103. Toujours au chapitre des inquiétudes, la faculté de prolongation de la durée de la garde à vue reconnue aux OPJ n'est pas sans susciter des frayeurs. Ils ont certes le droit d'ordonner cette mesure158(*), ce qui est normal. Mais leur reconnaître la faculté de la prolonger ne protège pas suffisamment le suspect. En toute hypothèse, le risque des prolongations fantaisistes n'est pas à exclure. Nul n'est sans ignorer les caprices, on dirait même l'atavisme répressif de nos chers OPJ, toujours enclins à abuser de leurs pouvoirs et à porter des coups sévères aux droits fondamentaux. Et ce n'est nullement la motivation de l'article 119 alinéas 2 (c) du CPP qui fera défaut. Il aurait été prudent, quoique maintenant la durée de 48 heures renouvelable, de subordonner tout renouvellement à l'autorisation expresse du procureur de la république, qui se prononcerait en tenant compte de la complexité de l'affaire.

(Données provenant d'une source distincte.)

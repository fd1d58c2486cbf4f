//! Transform command implementation.
//!
//! Runs the loader over Python files the way a bundler would, writing the
//! generated JavaScript and declarations next to each source.

use super::common::{exit_code_for, load_options, read_source};
use crate::formatters::print_output;
use anyhow::{Context, Result};
use colored::Colorize;
use pyloader_core::cli::{ExitCode, OutputFormat};
use pyloader_core::{Error, LoaderOptions, ModuleName};
use pyloader_plugin::PythonLoader;
use pyloader_plugin::emit::sibling_path;
use serde::Serialize;
use std::path::{Path, PathBuf};
use tracing::info;

/// Arguments of the transform command.
#[derive(Debug, Clone, Default)]
pub struct TransformArgs {
    /// Python files to transform
    pub files: Vec<PathBuf>,
    /// Explicit configuration file
    pub config: Option<PathBuf>,
    /// Also write `<file>.js`
    pub generate_javascript: bool,
    /// Do not write `<file>.d.ts`
    pub no_type_definitions: bool,
    /// Python interpreter override
    pub python: Option<PathBuf>,
}

impl TransformArgs {
    /// Applies command-line overrides on top of file options.
    #[must_use]
    pub fn apply(&self, mut options: LoaderOptions) -> LoaderOptions {
        if self.generate_javascript {
            options.generate_javascript = true;
        }
        if self.no_type_definitions {
            options.generate_type_definitions = false;
        }
        if let Some(python) = &self.python {
            options.python = Some(python.clone());
        }
        options
    }
}

/// Outcome of transforming one file.
#[derive(Debug, Clone, Serialize)]
pub struct TransformReport {
    /// Source file
    pub file: PathBuf,
    /// Module name used on the wire
    pub module: String,
    /// Size of the generated JavaScript in bytes
    pub code_bytes: usize,
    /// Size of the generated declarations in bytes
    pub declaration_bytes: usize,
    /// Files written next to the source
    pub written: Vec<PathBuf>,
}

/// Runs the transform command.
///
/// Every file is attempted. Failures are reported on stderr and the exit
/// code reflects the first failure.
///
/// # Errors
///
/// Returns an error if the options cannot be loaded or no interpreter is
/// available.
pub fn run(args: &TransformArgs, output_format: OutputFormat) -> Result<ExitCode> {
    let options = args.apply(load_options(args.config.as_deref())?);
    let loader = PythonLoader::new(options).context("failed to set up the Python loader")?;

    info!("Transforming {} file(s)", args.files.len());

    let mut reports = Vec::with_capacity(args.files.len());
    let mut exit_code = ExitCode::SUCCESS;

    for file in &args.files {
        match transform_file(&loader, file) {
            Ok(report) => reports.push(report),
            Err(err) => {
                eprintln!("{} {}: {err:#}", "error:".red().bold(), file.display());
                if exit_code.is_success() {
                    exit_code = exit_code_for(&err);
                }
            }
        }
    }

    print_output(&reports, output_format)?;
    Ok(exit_code)
}

/// Transforms a single file with `loader`.
///
/// # Errors
///
/// Returns an error if the file is not a Python module, cannot be read, or
/// fails to transform.
pub fn transform_file(loader: &PythonLoader, file: &Path) -> Result<TransformReport> {
    let id = file.to_string_lossy();
    if !PythonLoader::handles(&id) {
        return Err(Error::InvalidArgument(format!("{id} is not a Python module")).into());
    }

    let code = read_source(file)?;
    let output = loader
        .transform(&code, &id)?
        .ok_or_else(|| Error::InvalidArgument(format!("{id} was not transformed")))?;

    let options = loader.options();
    let mut written = Vec::new();
    if options.generate_javascript {
        written.push(sibling_path(&id, ".js"));
    }
    if options.generate_type_definitions {
        written.push(sibling_path(&id, ".d.ts"));
    }

    Ok(TransformReport {
        file: file.to_path_buf(),
        module: ModuleName::from_id(&id).into_inner(),
        code_bytes: output.code.len(),
        declaration_bytes: output.meta.type_definitions.len(),
        written,
    })
}
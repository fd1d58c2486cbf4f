//! Types produced by Python introspection.
//!
//! These mirror the JSON document emitted by the bundled parser helper:
//! either `{"functions": [...]}` or `{"error": "..."}`.
//!
//! # Examples
//!
//! ```
//! use pyloader_introspector::{FunctionSignature, ParsedModule};
//!
//! let module: ParsedModule = serde_json::from_str(
//!     r#"{"functions": [{"name": "add", "parameters": ["a", "b"]}]}"#,
//! ).unwrap();
//!
//! let module = module.into_result().unwrap();
//! assert_eq!(module.functions, vec![FunctionSignature::new("add", ["a", "b"])]);
//! ```

use pyloader_core::{Error, Result};
use serde::{Deserialize, Serialize};

/// Signature of one exported Python function.
#[derive(Debug, Clone, PartialEq, Eq, Serialize, Deserialize)]
pub struct FunctionSignature {
    /// Function name as written in the Python source
    pub name: String,
    /// Positional parameter names, in declaration order
    #[serde(default)]
    pub parameters: Vec<String>,
}

impl FunctionSignature {
    /// Creates a signature from a name and parameter names.
    #[must_use]
    pub fn new<I, S>(name: impl Into<String>, parameters: I) -> Self
    where
        I: IntoIterator<Item = S>,
        S: Into<String>,
    {
        Self {
            name: name.into(),
            parameters: parameters.into_iter().map(Into::into).collect(),
        }
    }

    /// Number of parameters a call must supply.
    #[inline]
    #[must_use]
    pub fn arity(&self) -> usize {
        self.parameters.len()
    }
}

/// Introspection result for one Python module.
///
/// When `error` is set the function list is not trusted; use
/// [`ParsedModule::into_result`] to turn that into an [`Error`].
#[derive(Debug, Clone, Default, PartialEq, Eq, Serialize, Deserialize)]
pub struct ParsedModule {
    /// Exported functions, in source order
    #[serde(default)]
    pub functions: Vec<FunctionSignature>,
    /// Parser-reported error
    #[serde(default, skip_serializing_if = "Option::is_none")]
    pub error: Option<String>,
}

impl ParsedModule {
    /// Creates a successful result from a list of functions.
    #[must_use]
    pub const fn new(functions: Vec<FunctionSignature>) -> Self {
        Self {
            functions,
            error: None,
        }
    }

    /// Looks up a function by name.
    #[must_use]
    pub fn function(&self, name: &str) -> Option<&FunctionSignature> {
        self.functions.iter().find(|f| f.name == name)
    }

    /// Returns an iterator over the function names, in order.
    pub fn function_names(&self) -> impl Iterator<Item = &str> {
        self.functions.iter().map(|f| f.name.as_str())
    }

    /// Converts a parser-reported error into [`Error::Introspection`].
    ///
    /// # Errors
    ///
    /// Returns [`Error::Introspection`] carrying the parser's message if
    /// `error` is set.
    pub fn into_result(self) -> Result<Self> {
        match self.error {
            Some(message) => Err(Error::Introspection { message }),
            None => Ok(self),
        }
    }
}
//! Configuration types for pyloader.
//!
//! [`LoaderOptions`] controls what the transform emits; [`WireContract`]
//! pins down the request field names used against the session server.
//!
//! Both deserialize from TOML or JSON. Keys are snake_case, and the camelCase
//! spellings used by JavaScript bundler configs are accepted as aliases.
//!
//! # Examples
//!
//! ```
//! use pyloader_core::{LoaderOptions, RegisterSourceField};
//!
//! let options = LoaderOptions::default();
//! assert!(!options.generate_javascript);
//! assert!(options.generate_type_definitions);
//! assert_eq!(options.wire.register_source_field, RegisterSourceField::Contents);
//! ```

use crate::{Error, Result};
use serde::{Deserialize, Serialize};
use std::path::PathBuf;

/// Package the generated JavaScript imports `PythonApiClient` from.
pub const DEFAULT_RUNTIME_PACKAGE: &str = "@disguise-one/designer-pythonapi";

/// Options for the Python loader transform.
#[derive(Debug, Clone, PartialEq, Eq, Serialize, Deserialize)]
#[serde(default)]
pub struct LoaderOptions {
    /// Write the generated JavaScript next to the source as `<id>.js`.
    ///
    /// Default: false
    #[serde(alias = "generateJavascript")]
    pub generate_javascript: bool,

    /// Write the generated declarations next to the source as `<id>.d.ts`.
    ///
    /// Default: true
    #[serde(alias = "generateTypeDefinitions")]
    pub generate_type_definitions: bool,

    /// Module specifier the generated code imports its runtime from.
    #[serde(alias = "runtimePackage")]
    pub runtime_package: String,

    /// Python interpreter used for introspection.
    ///
    /// If `None`, `python3` (then `python`) is looked up on `PATH`.
    pub python: Option<PathBuf>,

    /// Wire-level field names for the session protocol.
    pub wire: WireContract,
}

impl Default for LoaderOptions {
    fn default() -> Self {
        Self {
            generate_javascript: false,
            generate_type_definitions: true,
            runtime_package: DEFAULT_RUNTIME_PACKAGE.to_string(),
            python: None,
            wire: WireContract::default(),
        }
    }
}

impl LoaderOptions {
    /// Validates the options.
    ///
    /// # Errors
    ///
    /// Returns [`Error::ConfigError`] if the runtime package is blank, or
    /// an interpreter override is an empty path.
    ///
    /// # Examples
    ///
    /// ```
    /// use pyloader_core::LoaderOptions;
    ///
    /// assert!(LoaderOptions::default().validate().is_ok());
    ///
    /// let mut invalid = LoaderOptions::default();
    /// invalid.runtime_package = "  ".to_string();
    /// assert!(invalid.validate().is_err());
    /// ```
    pub fn validate(&self) -> Result<()> {
        if self.runtime_package.trim().is_empty() {
            return Err(Error::ConfigError {
                message: "runtime_package cannot be empty".to_string(),
            });
        }

        if let Some(python) = &self.python
            && python.as_os_str().is_empty()
        {
            return Err(Error::ConfigError {
                message: "python interpreter path cannot be empty".to_string(),
            });
        }

        Ok(())
    }
}

/// Field carrying the module source in a `registermodule` request.
///
/// Revisions of the session server disagree on this name, so it is
/// configuration rather than a constant.
#[derive(Debug, Clone, Copy, PartialEq, Eq, Hash, Default, Serialize, Deserialize)]
pub enum RegisterSourceField {
    /// `{ "moduleName": ..., "contents": ... }`
    #[default]
    #[serde(rename = "contents")]
    Contents,
    /// `{ "moduleName": ..., "sourceCode": ... }`
    #[serde(rename = "sourceCode", alias = "source_code")]
    SourceCode,
}

impl RegisterSourceField {
    /// Returns the JSON field name.
    ///
    /// # Examples
    ///
    /// ```
    /// use pyloader_core::RegisterSourceField;
    ///
    /// assert_eq!(RegisterSourceField::Contents.as_str(), "contents");
    /// assert_eq!(RegisterSourceField::SourceCode.as_str(), "sourceCode");
    /// ```
    #[must_use]
    pub const fn as_str(&self) -> &'static str {
        match self {
            Self::Contents => "contents",
            Self::SourceCode => "sourceCode",
        }
    }
}

/// Wire contract for the session protocol.
#[derive(Debug, Clone, Copy, PartialEq, Eq, Default, Serialize, Deserialize)]
#[serde(default)]
pub struct WireContract {
    /// Name of the source field in `registermodule` requests.
    #[serde(alias = "registerSourceField")]
    pub register_source_field: RegisterSourceField,
}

On aurait pu objecter, avec raison d'ailleurs, que les postes de police et de gendarmerie sont relativement plus disséminés sur l'étendue du territoire national que l'infrastructure judiciaire, mais c'est ignorer l'importance des nouvelles technologies de la communication caractéristique de notre époque et qui pourraient être utilisées à dessein.

104. Par ailleurs, la lecture combinée des alinéas 1 et 2 de l'article 119 du CPP peut être sujette à controverse. Elle laisse en tout cas penser qu'en sus du renouvellement ordonné par l'OPJ, deux autres peuvent l'être par le procureur de la république, ce qui ferait un total de trois renouvellements. Le législateur aurait dû, nous semble-t-il, afin de taire toute déformation et interprétation parcellaire, être plus précis en parlant de renouvellement pour la « seconde fois »159(*). Si la garde à vue est une mesure gravement attentatoire à la liberté individuelle, son contenu strictement réglementé par la loi assure au suspect l'exercice des droits fondamentaux qui viennent en garantir le bon déroulement, à tel point qu'il n'est pas saugrenu d'affirmer que le suspect aurait tout intérêt à y être placé160(*).

* 153 Durée qui, pour une partie de la doctrine était insuffisante pour le dénouement satisfaisant des enquêtes de police. Voir par exemple R. DJILA, « Procès pénal et droits de l'homme dans le droit positif camerounais », Thèse d'Etat, Dakar 2001, pp 88-89.

* 154 Voir article 7 alinéa 1 (d) de la CADHP.

* 155 Voir article 14 al3c du PIDCIP de 1966.

* 156 S. NGONO, « Le procès pénal camerounais au regard de la Charte africaine des droits de l'homme et des peuples », Thèse, Paris XIII, 2000, p.338.

* 157 Article 119 alinéa 2 du CPP.

* 158 Voir articles 86, 92 al2, 104 al2a... du CPP

* 159 M. TIMTCHUENG et R. ASSONTSA, « Le nouveau visage de la garde à vue dans la procédure pénale camerounaise », in Annales de la Faculté des sciences juridiques et politiques de l'Université de Dschang, Edition spéciale sur le Nouveau code de procédure pénale, vol.11, 2007, pp 95 à 110.

* 160 D'un point de vue formel du moins. Nous ne sommes sans ignorer les conditions matérielles de détention qui, loin d'être idylliques, sont de nature à décourager le premier venu.